If your ideal date night involves Netflix and chilling—in the completely literal, fully clothed sense—it can sometimes feel like you’re the only one who could care less about getting laid.
But that’s most definitely not the case. According to Prudence Hall, MD, low libidos are rampant today among women in their 20s, 30s, and 40s. “As a gynecologist, I speak about this all day long with women,” says Dr. Hall, who practices in Santa Monica, CA. “It can be a source of very great suffering. Women feel like they’re disappointing their partners and that they’ve lost their feminine radiance.”
Of course, not all sex drives are created equal—Dr. Hall says that everyone naturally craves different amounts of time between the sheets, and if you’re totally cool with having sex on an infrequent basis, there’s no cause for concern.
The problem, she says, comes when your libido tanks suddenly, or when your lack of desire is causing you anxiety or unhappiness. In those cases, there’s probably a reason why you dread the idea of knocking boots—and there are also some steps you can take to get your sexy back for good.
1. You’re on the birth control pill
Ironically, the drug that allows us to have sex with abandon can actually keep us from wanting to have sex at all. “The birth control pill can absolutely nuke women’s libidos,” says Dr. Hall. “When young women are on the pill, [many times] their estrogen and testosterone levels fall…and these hormones are very potent stimulators of libido.” She explains that when hormone levels are low the brain usually signals the body to ramp up production, but the pill interrupts this communication. “Some women even come to my office questioning their sexuality, but as soon as they come off the pill, they become interested in making love again,” she says.
The fix: Find another form of (non-hormonal) birth control—like the medical community’s favorite option, the IUD.
2. You’re stressed out
“When we’re under unrelenting or extreme stress, adrenal hormones like cortisol, DHEA, testosterone, and pregnenolone drop—and that hurts the libido,” Dr. Hall says. She’s talking about adrenal fatigue, a phenomenon that occurs after the endocrine system has been over-producing stress hormones for a long period of time. After a while, the adrenals become taxed and their output tanks.
The fix: Dr. Hall recommends adaptogens like ashwagandha and rhodiola to help restore the adrenals. She also suggests adopting a meditation practice and getting plenty of sleep.
3. You’re depressed (or on antidepressants)
Depression is a sure-fire sex-drive killer, but so are the drugs that treat it. “When people are on antidepressants, it really affects their libido,” says Dr. Hall. She adds that depression is a symptom of many other underlying hormonal imbalances—including those caused by adrenal fatigue, low thyroid, perimenopause, the pill, and vitamin D deficiency—and that when she treats these root causes rather than turning to psychiatric meds, her patients often find their moods (and mojos) get a boost.

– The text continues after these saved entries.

//! AST walk: thread contexts, inline function expansion, and bundle
//! rewriting. Produces a raw graph whose edges may still reference
//! stream variables.

use super::ParseProc;
use crate::errors::CompileError;
use crate::runtime::RuntimeOptions;
use sluice_types::ahash::AHashMap;
use sluice_types::ast::{FuncDecl, InPipe, NodeDef, Pipeline, Stmt};
use sluice_types::log::{debug, warn};
use sluice_types::node::ThreadId;

#[derive(Clone, Debug, PartialEq, Eq)]
pub(crate) enum End {
    Proc(usize),
    Var(String),
}

#[derive(Clone, Debug)]
pub(crate) struct RawEdge {
    pub src: End,
    pub dst: End,
    pub filter: Option<String>,
    pub port: Option<String>,
}

#[derive(Debug, Default)]
pub(crate) struct RawGraph {
    pub procs: Vec<ParseProc>,
    pub edges: Vec<RawEdge>,
}

struct Frame {
    prefix: String,
    map: AHashMap<String, String>,
}

struct Expander {
    funcs: AHashMap<String, FuncDecl>,
    func_counts: AHashMap<String, u32>,
    call_stack: Vec<String>,
    frames: Vec<Frame>,
    cur_tid: u32,
    max_tid: u32,
    graph: RawGraph,
    verbose: bool,
}

fn collect_funcs(stmts: &[Stmt], funcs: &mut AHashMap<String, FuncDecl>) {
    for stmt in stmts {
        match stmt {
            Stmt::List(inner) => collect_funcs(inner, funcs),
            Stmt::Thread { body, .. } => collect_funcs(body, funcs),
            Stmt::FuncDecl(decl) => {
                collect_funcs(&decl.body, funcs);
                funcs.insert(decl.name.clone(), decl.clone());
            }
            _ => {}
        }
    }
}

impl Expander {
    fn resolve_var(&mut self, name: &str) -> String {
        match self.frames.last_mut() {
            None => name.to_string(),
            Some(frame) => {
                if let Some(mapped) = frame.map.get(name) {
                    return mapped.clone();
                }
                // Variables local to a function body get a fresh name
                // per expansion so separate calls never cross streams.
                let mangled = format!("{}{}", frame.prefix, name);
                frame.map.insert(name.to_string(), mangled.clone());
                mangled
            }
        }
    }

    fn add_proc(&mut self, name: &str, args: Vec<String>, deprecated_pipe: bool) -> usize {
        if self.cur_tid > self.max_tid {
            self.max_tid = self.cur_tid;
        }
        self.graph.procs.push(ParseProc {
            name: name.to_string(),
            args,
            user_tid: self.cur_tid,
            thread: ThreadId(0),
            deprecated_pipe,
        });
        self.graph.procs.len() - 1
    }

    fn add_edge(&mut self, src: End, dst: End, filter: Option<String>, port: Option<String>) {
        self.graph.edges.push(RawEdge {
            src,
            dst,
            filter,
            port,
        });
    }

    fn walk(&mut self, stmts: &[Stmt]) -> Result<(), CompileError> {
        for stmt in stmts {
            match stmt {
                Stmt::List(inner) => self.walk(inner)?,
                Stmt::Thread { tid, two_d, body } => {
                    if *two_d && self.verbose {
                        warn!("2D thread declarations are treated as plain thread blocks");
                    }
                    let saved = self.cur_tid;
                    self.cur_tid = *tid;
                    if self.cur_tid > self.max_tid {
                        self.max_tid = self.cur_tid;
                    }
                    self.walk(body)?;
                    self.cur_tid = saved;
                }
                Stmt::FuncDecl(_) => {}
                Stmt::FuncCall {
                    name,
                    sources,
                    dests,
                } => self.expand_call(name, sources, dests)?,
                Stmt::Pipeline(p) => self.lower_pipeline(p)?,
            }
        }
        Ok(())
    }

    fn expand_call(
        &mut self,
        name: &str,
        sources: &[String],
        dests: &[String],
    ) -> Result<(), CompileError> {
        let decl = self
            .funcs
            .get(name)
            .cloned()
            .ok_or_else(|| CompileError::UnknownFunction(name.to_string()))?;
        if self.call_stack.iter().any(|n| n == name) {
            return Err(CompileError::RecursiveFunction(name.to_string()));
        }
        if sources.len() != decl.sources.len() {
            return Err(CompileError::FunctionArity {
                name: name.to_string(),
                what: "source",
                got: sources.len(),
                want: decl.sources.len(),
            });
        }
        if dests.len() != decl.dests.len() {
            return Err(CompileError::FunctionArity {
                name: name.to_string(),
                what: "destination",
                got: dests.len(),
                want: decl.dests.len(),
            });
        }

        let version = {
            let count = self.func_counts.entry(name.to_string()).or_insert(0);
            let v = *count;
            *count += 1;
            v
        };
        debug!("expanding function `{name}` version {version}");

        // Parameters map onto the caller's streams, resolved in the
        // caller's own frame first.
        let mut map = AHashMap::new();
        for (param, arg) in decl.sources.iter().zip(sources) {
            let resolved = self.resolve_var(arg);
            map.insert(param.clone(), resolved);
        }
        for (param, arg) in decl.dests.iter().zip(dests) {
            let resolved = self.resolve_var(arg);
            map.insert(param.clone(), resolved);
        }
        self.frames.push(Frame {
            prefix: format!("{name}.{version}$"),
            map,
        });
        self.call_stack.push(name.to_string());
        let result = self.walk(&decl.body);
        self.call_stack.pop();
        self.frames.pop();
        result
    }

    fn lower_pipeline(&mut self, p: &Pipeline) -> Result<(), CompileError> {
        if p.nodes.is_empty() {
            if p.sources.is_empty() && p.sinks.is_empty() {
                return Ok(());
            }
            return Err(CompileError::EmptyPipeline);
        }

        // Source boundary. An `@$var` decoration inserts an implicit
        // unbundle node between the variable and the first real node.
        let mut prev: Vec<(End, Option<String>, Option<String>)> = Vec::new();
        for vr in &p.sources {
            let name = self.resolve_var(&vr.name);
            if vr.bundled {
                let ub = self.add_proc("unbundle", vec![], false);
                self.add_edge(End::Var(name), End::Proc(ub), vr.filter.clone(), None);
                prev.push((End::Proc(ub), None, vr.port.clone()));
            } else {
                prev.push((End::Var(name), vr.filter.clone(), vr.port.clone()));
            }
        }

        // A `||` break moves the rest of the pipeline onto a fresh
        // thread; the surrounding context resumes afterwards.
        let saved_tid = self.cur_tid;
        for nd in &p.nodes {
            let forced = nd.in_pipe == InPipe::DoublePipe;
            if forced {
                warn!("`||` is deprecated and will be removed; use an explicit thread block");
                self.cur_tid = self.max_tid + 1;
            }
            let idx = self.add_node_def(nd, forced);

            for (end, filter, port) in prev.drain(..) {
                let port = nd.source_port.clone().or(port);
                self.add_edge(end, End::Proc(idx), filter, port);
            }
            prev.push((End::Proc(idx), None, None));
        }

        // Sink boundary; `@$var` here inserts an implicit bundle node.
        for vr in &p.sinks {
            let name = self.resolve_var(&vr.name);
            if vr.bundled {
                let b = self.add_proc("bundle", vec![], false);
                for (end, _, _) in &prev {
                    self.add_edge(end.clone(), End::Proc(b), None, None);
                }
                self.add_edge(
                    End::Proc(b),
                    End::Var(name),
                    vr.filter.clone(),
                    vr.port.clone(),
                );
            } else {
                for (end, _, _) in &prev {
                    self.add_edge(
                        end.clone(),
                        End::Var(name.clone()),
                        vr.filter.clone(),
                        vr.port.clone(),
                    );
                }
            }
        }
        self.cur_tid = saved_tid;
        Ok(())
    }

    fn add_node_def(&mut self, nd: &NodeDef, deprecated_pipe: bool) -> usize {
        let name = nd.tokens.first().cloned().unwrap_or_default();
        let args = nd.tokens.iter().skip(1).cloned().collect();
        self.add_proc(&name, args, deprecated_pipe)
    }
}

pub(crate) fn expand(ast: &[Stmt], opts: &RuntimeOptions) -> Result<RawGraph, CompileError> {
    let mut funcs = AHashMap::new();
    collect_funcs(ast, &mut funcs);
    let mut expander = Expander {
        funcs,
        func_counts: AHashMap::new(),
        call_stack: Vec::new(),
        frames: Vec::new(),
        cur_tid: 0,
        max_tid: 0,
        graph: RawGraph::default(),
        verbose: opts.verbose,
    };
    expander.walk(ast)?;
    Ok(expander.graph)
}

The fix: Ask your doctor to check your hormone levels to pinpoint any imbalances that could be causing your depression. Also, Dr. Hall says, take a supplement that contains vitamins D3 and K for mood regulation. (Vitamin K amplifies the cardiovascular and bone-health benefits of the vitamin D.)
4. You’re not eating for energy
“When we talk about sexuality, we’re talking about our overall vitality,” says Dr. Hall. And it goes without saying that diet is a crucial element in creating the stamina to power through your day—and still have enough energy left over for a romp when you get home.
The fix: Dr. Hall says to seek out libido-boosting foods like maca and raw cacao, while ensuring you eat a clean and balanced diet filled with plenty of greens.
5. Your inner critic is bringing you down
According to Dr. Hall, libido isn’t just a physical thing; it’s also mental. And if your judgmental side gets the best of you—criticizing your body or bedroom skills, perhaps—you won’t be in the free and open headspace that leads to a stellar booty call. “For many women, there’s a voice in their head telling them they’re not good enough,” she says. “We must learn not to pay it too much mind.”
The fix: Self-love practices can help silence negative noise. Dr. Hall also recommends cultivating a gratitude ritual—so you’re focusing on what you love about your life, rather than what’s not going well—and meditating. “Slow down and allow yourself to feel the stillness around you,” she says. “In this, there’s sensuality.”